AP Photo/Alex Brandon
Rep. Hakeem Jeffries (D-N.Y.) talks with Rep. Nancy Pelosi (D-Calif.) in the House chamber on Jan. 6, 2023. Democrats are pushing to extend the child tax credit, which was based not on need but on whether people have children.

Democrats in Congress recently have pushed to take the nation further in debt in order to write more checks to families with children. This is a demonstration of Congress at its most materialistic — representatives believe they can buy loyalty by writing checks, even if the recipients don’t need it. 

Voters should want something better from federal policymakers. The people don’t need cash; they need the government to provide the basics of order, justice and liberty. And the federal government is dropping the ball on its basic duties.

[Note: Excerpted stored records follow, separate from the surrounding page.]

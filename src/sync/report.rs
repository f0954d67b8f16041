//! Per-cycle outcome reporting.

use serde::Serialize;

/// Why a single document was not written.
#[derive(Debug, Clone, Copy, PartialEq, Eq, Serialize)]
#[serde(rename_all = "snake_case")]
pub enum FailureKind {
    /// The document has no usable `_id`.
    MissingId,
    /// A value cannot be stored losslessly in its column.
    TypeConflict,
    /// The upsert statement failed.
    Write,
    /// Shutdown abandoned the write while it was backing off after a
    /// connection error.
    Interrupted,
}

impl std::fmt::Display for FailureKind {
    fn fmt(&self, f: &mut std::fmt::Formatter<'_>) -> std::fmt::Result {
        let name = match self {
            FailureKind::MissingId => "missing id",
            FailureKind::TypeConflict => "type conflict",
            FailureKind::Write => "write",
            FailureKind::Interrupted => "interrupted",
        };
        write!(f, "{}", name)
    }
}

#[derive(Debug, Clone, PartialEq, Serialize)]
pub struct DocumentFailure {
    pub collection: String,
    /// Natural key of the document, when it has one.
    pub document_id: Option<String>,
    pub kind: FailureKind,
    pub message: String,
}

impl DocumentFailure {
    pub fn new(
        collection: &str,
        document_id: Option<String>,
        kind: FailureKind,
        message: impl Into<String>,
    ) -> Self {
        Self {
            collection: collection.to_string(),
            document_id,
            kind,
            message: message.into(),
        }
    }
}

impl std::fmt::Display for DocumentFailure {
    fn fmt(&self, f: &mut std::fmt::Formatter<'_>) -> std::fmt::Result {
        match &self.document_id {
            Some(id) => write!(
                f,
                "{}[{}]: {}: {}",
                self.collection, id, self.kind, self.message
            ),
            None => write!(f, "{}: {}: {}", self.collection, self.kind, self.message),
        }
    }
}

/// A column that could not be added or retyped.
#[derive(Debug, Clone, PartialEq, Serialize)]
pub struct SchemaFailure {
    pub relation: String,
    pub column: String,
    pub message: String,
}

impl std::fmt::Display for SchemaFailure {
    fn fmt(&self, f: &mut std::fmt::Formatter<'_>) -> std::fmt::Result {
        write!(f, "{}.{}: {}", self.relation, self.column, self.message)
    }
}

#[derive(Debug, Clone, PartialEq, Serialize)]
pub struct CollectionReport {
    pub collection: String,
    pub relation: String,
    pub documents_read: usize,
    pub rows_written: usize,
    pub columns_added: Vec<String>,
    pub schema_failures: Vec<SchemaFailure>,
    pub document_failures: Vec<DocumentFailure>,
    /// Set when the whole collection was abandoned.
    pub aborted: Option<String>,
}

impl CollectionReport {
    pub fn new(collection: &str, relation: &str) -> Self {
        Self {
            collection: collection.to_string(),
            relation: relation.to_string(),
            documents_read: 0,
            rows_written: 0,
            columns_added: Vec::new(),
            schema_failures: Vec::new(),
            document_failures: Vec::new(),
            aborted: None,
        }
    }

    pub fn has_failures(&self) -> bool {
        self.aborted.is_some()
            || !self.schema_failures.is_empty()
            || !self.document_failures.is_empty()
    }
}

/// Outcome of one discovery-and-sync pass.
#[derive(Debug, Clone, Default, PartialEq, Serialize)]
pub struct CycleReport {
    pub collections: Vec<CollectionReport>,
    /// True when shutdown interrupted the cycle.
    pub cancelled: bool,
}

impl CycleReport {
    pub fn collection(&self, name: &str) -> Option<&CollectionReport> {
        self.collections.iter().find(|c| c.collection == name)
    }

    pub fn rows_written(&self) -> usize {
        self.collections.iter().map(|c| c.rows_written).sum()
    }

    pub fn documents_read(&self) -> usize {
        self.collections.iter().map(|c| c.documents_read).sum()
    }

    pub fn document_failures(&self) -> impl Iterator<Item = &DocumentFailure> {
        self.collections.iter().flat_map(|c| c.document_failures.iter())
    }

    pub fn schema_failures(&self) -> impl Iterator<Item = &SchemaFailure> {
        self.collections.iter().flat_map(|c| c.schema_failures.iter())
    }

    pub fn has_failures(&self) -> bool {
        self.collections.iter().any(CollectionReport::has_failures)
    }
}

impl std::fmt::Display for CycleReport {
    fn fmt(&self, f: &mut std::fmt::Formatter<'_>) -> std::fmt::Result {
        writeln!(
            f,
            "Synced {} collection(s): {} document(s) read, {} row(s) written",
            self.collections.len(),
            self.documents_read(),
            self.rows_written()
        )?;

        for c in &self.collections {
            write!(
                f,
                "  {} -> {}: {}/{} written",
                c.collection, c.relation, c.rows_written, c.documents_read
            )?;
            if !c.columns_added.is_empty() {
                write!(f, ", added columns: {}", c.columns_added.join(", "))?;
            }
            writeln!(f)?;
            if let Some(reason) = &c.aborted {
                writeln!(f, "    aborted: {}", reason)?;
            }
            for failure in &c.schema_failures {
                writeln!(f, "    schema: {}", failure)?;
            }
            for failure in &c.document_failures {
                writeln!(f, "    document: {}", failure)?;
            }
        }

        if self.cancelled {
            writeln!(f, "Cycle interrupted by shutdown")?;
        }
        Ok(())
    }
}

#[cfg(test)]
mod tests {
    use super::*;

    #[test]
    fn test_has_failures() {
        let mut report = CycleReport::default();
        report.collections.push(CollectionReport::new("orders", "orders"));
        assert!(!report.has_failures());

        report.collections[0].document_failures.push(DocumentFailure::new(
            "orders",
            Some("abc".to_string()),
            FailureKind::TypeConflict,
            "float value '42.5' cannot be stored losslessly in a INTEGER column",
        ));
        assert!(report.has_failures());
        assert_eq!(report.document_failures().count(), 1);
    }

    #[test]
    fn test_display_summary() {
        let mut orders = CollectionReport::new("Orders", "orders");
        orders.documents_read = 2;
        orders.rows_written = 1;
        orders.columns_added = vec!["total".to_string()];
        orders.document_failures.push(DocumentFailure::new(
            "Orders",
            None,
            FailureKind::MissingId,
            "document has no _id",
        ));
        let report = CycleReport {
            collections: vec![orders],
            cancelled: false,
        };

        let text = report.to_string();
        assert!(text.contains("2 document(s) read, 1 row(s) written"));
        assert!(text.contains("Orders -> orders: 1/2 written, added columns: total"));
        assert!(text.contains("document: Orders: missing id: document has no _id"));
    }

    #[test]
    fn test_serializes_to_json() {
        let report = CycleReport {
            collections: vec![CollectionReport::new("orders", "orders")],
            cancelled: true,
        };
        let json = serde_json::to_value(&report).unwrap();
        assert_eq!(json["cancelled"], true);
        assert_eq!(json["collections"][0]["relation"], "orders");
    }
}
//! SQL text for the supported sink dialects.
//!
//! Only statement text lives here; binding and execution belong to the sink
//! adapters. Every identifier goes through [`quote_ident`].

use crate::schema::{quote_ident, Column, NATURAL_KEY, SURROGATE_KEY};

/// SQL dialect of a relational sink.
#[derive(Debug, Clone, Copy, PartialEq, Eq)]
pub enum Dialect {
    Postgres,
    Sqlite,
}

impl Dialect {
    /// Bind placeholder for the 1-based parameter `index`.
    pub fn placeholder(&self, index: usize) -> String {
        match self {
            Dialect::Postgres => format!("${}", index),
            Dialect::Sqlite => format!("?{}", index),
        }
    }

    /// Creates a relation with its surrogate and natural keys.
    pub fn create_relation(&self, relation: &str) -> String {
        let surrogate = match self {
            Dialect::Postgres => "SERIAL PRIMARY KEY",
            Dialect::Sqlite => "INTEGER PRIMARY KEY AUTOINCREMENT",
        };
        format!(
            "CREATE TABLE IF NOT EXISTS {} ({} {}, {} TEXT NOT NULL UNIQUE)",
            quote_ident(relation),
            quote_ident(SURROGATE_KEY),
            surrogate,
            quote_ident(NATURAL_KEY),
        )
    }

    /// Lists the columns of a relation as `(name, type)` rows.
    ///
    /// The relation name is bound as the first parameter.
    pub fn list_columns(&self) -> &'static str {
        match self {
            Dialect::Postgres => {
                "SELECT column_name::text, data_type::text FROM information_schema.columns \
                 WHERE table_schema = current_schema() AND table_name = $1 \
                 ORDER BY ordinal_position"
            }
            Dialect::Sqlite => "SELECT name, type FROM pragma_table_info(?1) ORDER BY cid",
        }
    }

    /// Adds a nullable column.
    pub fn add_column(&self, relation: &str, column: &Column) -> String {
        let guard = match self {
            Dialect::Postgres => "IF NOT EXISTS ",
            // SQLite has no IF NOT EXISTS here; the sink treats a duplicate as success.
            Dialect::Sqlite => "",
        };
        format!(
            "ALTER TABLE {} ADD COLUMN {}{} {}",
            quote_ident(relation),
            guard,
            quote_ident(&column.name),
            column.column_type.sql_name(),
        )
    }

    /// Changes a column's type to TEXT, or `None` if the dialect cannot.
    pub fn retype_to_text(&self, relation: &str, column: &str) -> Option<String> {
        match self {
            Dialect::Postgres => {
                let column = quote_ident(column);
                Some(format!(
                    "ALTER TABLE {} ALTER COLUMN {} TYPE TEXT USING {}::TEXT",
                    quote_ident(relation),
                    column,
                    column,
                ))
            }
            Dialect::Sqlite => None,
        }
    }

    /// Insert-or-replace keyed on the natural key.
    ///
    /// The natural key is parameter 1, followed by `columns` in order. On
    /// conflict every listed column is overwritten.
    pub fn upsert(&self, relation: &str, columns: &[&str]) -> String {
        let mut names = vec![quote_ident(NATURAL_KEY)];
        names.extend(columns.iter().map(|c| quote_ident(c)));

        let placeholders: Vec<String> = (1..=names.len()).map(|i| self.placeholder(i)).collect();

        let on_conflict = if columns.is_empty() {
            "DO NOTHING".to_string()
        } else {
            let assignments: Vec<String> = columns
                .iter()
                .map(|c| {
                    let quoted = quote_ident(c);
                    format!("{} = EXCLUDED.{}", quoted, quoted)
                })
                .collect();
            format!("DO UPDATE SET {}", assignments.join(", "))
        };

        format!(
            "INSERT INTO {} ({}) VALUES ({}) ON CONFLICT ({}) {}",
            quote_ident(relation),
            names.join(", "),
            placeholders.join(", "),
            quote_ident(NATURAL_KEY),
            on_conflict,
        )
    }

    /// Counts the rows of a relation.
    pub fn count_rows(&self, relation: &str) -> String {
        format!("SELECT COUNT(*) FROM {}", quote_ident(relation))
    }
}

The push for extending child tax credits is simple. Politicians want to do popular things. Some are influenced by an ideology that assumes people care only about money; that in order to win votes, politicians have to ensure favored groups get extra cash. It often doesn’t matter to them whether the people need it or not, provided that the money goes to an important constituency. 

The thinking goes like this: Senator So-and-So voted for a law that gave you money. When it comes time for re-election, make sure you know who was on your side. 

It turns out that households with children are an important political group. Americans put a lot of stock into families, and there are a lot of policies — not just poverty-alleviation programs — that give money to families with children. 

It’s a big segment. There are 29.5 percent of American households that have children and there are going to be Republicans and Democrats in there. Swaying them to vote one way can make a difference in an election.

Although the politics can be compelling, the policy is awful. Voters shouldn’t want large transfers of money to people who may not need it. The child tax credit is not based on need; it’s based on whether people have children and what their income is. Income limits are generous and don’t phase down until married couples earn more than $400,000. Plus, there are no asset limits. So multimillionaire couples retired in luxury at age 30 are as eligible as poor, single mothers.

There’s no point. Going into further debt to pay people who don’t need it drives inflation and increases the burdens on the next generation. If politicians love families with children so much, they shouldn’t saddle those children with debt.

Yet the potential benefits of paying off an important constituency often blinds politicians to the problems. They look at something like the child tax credit and declare that it will “deliver additional relief for families,” as former House Speaker Nancy Pelosi (D-Calif.) said. Voters should immediately ask whether that includes relief for people who are doing fine. 

The American electorate should be far less materialistic than their elected representatives. People should want more from politicians than to have them take money from the least politically powerful to give to the most politically potent. Early 20th century newspaperman H.L. Mencken quipped that, “Government is a broker in pillage, and every election is a sort of advance auction sale of stolen goods.” It’s the refusal to bend to this crass tendency that keeps the government from becoming Mencken’s caricature. 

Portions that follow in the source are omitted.